Tax charge dents PrimeTime's rosy figures

 

PrimeTime’s rental incomes rose 19% in the interim period to P75.3 million, powered by higher occupancies which saw the vacancy rate across the group falling to three percent from five percent.

PrimeTime owns several landmark commercial and retail properties around Botswana and in Zambia. However, tax charges ate into the anticipated higher returns, with PrimeTime allocating P8 million, up from P3 million in the previous corresponding period.

The result was that profit for the year was P24.5 million, down from P26.7 million in the interims ended February 2018. The group declared distributions of 5.23 thebe per linked unit, from 5.55 thebe the previous corresponding period.

“The charge for taxation comprises deferred taxation in relation to the potential liability for Capital Gains Tax on the acquisition of properties. And deferred taxation on the fair value adjustment for the period/year as well as withholding tax on the rental income of the foreign entities, which is a final tax,” directors explained.

More tax challenges beckon for PrimeTime due to changes ushered in via the Income Tax Amendment Act last December.  The changes have limited the extent to which variable rate loan stock firms such as PrimeTime, RDC Properties and Letlole la Rona, are able to pass on tax benefits to investors. PrimeTime directors said the higher tax charge for the six months to February 2019 included a P4.5 million provisional to incorporate the new amendments. “In the bigger picture, we cannot talk about the group’s future prospects without highlighting the effect on our investors of the recently introduced Income Tax Amendment Act,” directors said. 

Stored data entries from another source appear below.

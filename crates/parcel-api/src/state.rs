use parcel_services::{Storage, UploadLifecycle};
use std::sync::Arc;

#[derive(Clone)]
pub struct AppState {
    pub lifecycle: Arc<UploadLifecycle>,
    pub storage: Arc<dyn Storage>,
}
//! Parcel Core Library
//!
//! This crate provides the upload domain models, error types, configuration, and the
//! request validator shared across all Parcel components.

pub mod config;
pub mod constants;
pub mod error;
pub mod models;
pub mod storage_types;
pub mod validation;

// Re-export commonly used types
pub use config::{Config, RecordStoreKind, UploadPolicy};
pub use error::{AppError, ErrorMetadata, LogLevel};
pub use storage_types::StorageBackend;
pub use validation::{UploadValidator, ValidatedRequest, ValidationError};
// Note: Storage, StorageError, StorageResult live in the parcel-storage crate
//! Validation modules

pub mod upload;

pub use upload::{UploadValidator, ValidatedRequest, ValidationError};
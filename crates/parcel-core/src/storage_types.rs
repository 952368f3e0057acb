use std::fmt::{Display, Formatter, Result as FmtResult};
use std::str::FromStr;

/// Blob storage backend types
///
/// Defined in core because configuration selects it and the storage crate reports it.
#[derive(Debug, Clone, Copy, PartialEq, Eq, serde::Serialize, serde::Deserialize)]
#[serde(rename_all = "lowercase")]
pub enum StorageBackend {
    S3,
    Local,
}

impl FromStr for StorageBackend {
    type Err = anyhow::Error;

    fn from_str(s: &str) -> Result<Self, Self::Err> {
        match s.to_lowercase().as_str() {
            "s3" => Ok(StorageBackend::S3),
            "local" => Ok(StorageBackend::Local),
            _ => Err(anyhow::anyhow!("Invalid storage backend: {}", s)),
        }
    }
}

impl Display for StorageBackend {
    fn fmt(&self, f: &mut Formatter<'_>) -> FmtResult {
        match self {
            StorageBackend::S3 => write!(f, "s3"),
            StorageBackend::Local => write!(f, "local"),
        }
    }
}
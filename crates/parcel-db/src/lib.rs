//! Upload record stores
//!
//! The [`UploadRecordStore`] trait is the only way the lifecycle reads or writes
//! upload metadata. Two implementations are provided: PostgreSQL for deployments and
//! an in-memory store for development and tests.

pub mod memory;
pub mod postgres;
pub mod store;

pub use memory::InMemoryUploadStore;
pub use postgres::FileUploadRepository;
pub use store::{ConditionalUpdate, UploadRecordStore};

use anyhow::Context;
use sqlx::PgPool;
use std::path::Path;

/// Apply pending migrations from the workspace `migrations/` directory
pub async fn run_migrations(pool: &PgPool) -> anyhow::Result<()> {
    let migrations_dir = Path::new(env!("CARGO_MANIFEST_DIR")).join("../../migrations");
    let migrator = sqlx::migrate::Migrator::new(migrations_dir)
        .await
        .context("Failed to load migrations")?;
    migrator
        .run(pool)
        .await
        .context("Failed to run database migrations")?;
    Ok(())
}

“As advised in the recent interest payment announcement made in February 2019, this Act limits the deduction of net interest expense in calculating taxable income and will result in the company suffering income tax on its profits prior to their distribution as debenture interest.” Another variable rate loan stock group, New African Properties (NAP), whose portfolio was valued at P1.5 billion in January 2019, recently expressed concern about the tax changes, in a directors’ commentary accompanying its interims. NAP expects to suffer a P10.2 million tax hit when it reports its full year in July, due to the new amendments.

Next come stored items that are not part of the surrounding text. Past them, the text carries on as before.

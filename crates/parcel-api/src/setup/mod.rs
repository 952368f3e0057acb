//! Application setup and initialization
//!
//! Everything main.rs needs to go from a `Config` to a served router, split up so the
//! integration tests can assemble the same pieces with in-process backends.

pub mod database;
pub mod routes;
pub mod server;
pub mod services;
pub mod storage;

use crate::state::AppState;
use anyhow::Result;
use parcel_core::Config;
use std::sync::Arc;
use tokio::task::JoinHandle;

/// Initialize the entire application.
///
/// Returns the sweeper handle (when the sweep is enabled) so the caller can stop it on shutdown.
pub async fn initialize_app(
    config: Config,
) -> Result<(Arc<AppState>, axum::Router, Option<JoinHandle<()>>)> {
    crate::telemetry::init_telemetry(&config.log_format)?;

    tracing::info!(
        environment = %config.environment,
        record_store = ?config.record_store,
        storage_backend = %config.storage_backend,
        "Configuration loaded and validated successfully"
    );

    let store = services::setup_record_store(&config).await?;

    let storage = storage::setup_storage(&config).await?;

    let state = services::initialize_services(&config, store, storage);

    let sweeper = services::start_expiry_sweeper(&config, &state);

    let router = routes::setup_routes(&config, state.clone())?;

    Ok((state, router, sweeper))
}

Prior to the amendments, property groups established on the variable loan stock structure were able to reduce their tax liabilities by paying interest to their investors whose stakes were characterised as loans. The new amendments limit the extent to which the property firms can do this. NAP directors said they were investigating avenues to reverse or delay the impact of the amendment and negotiations with “relevant stakeholders” were ongoing. PrimeTime’s board, meanwhile, it was assessing the options available to to protect investors’ interests.

“The board is working actively with the listed property sector to find a workable long-term solution,” directors said.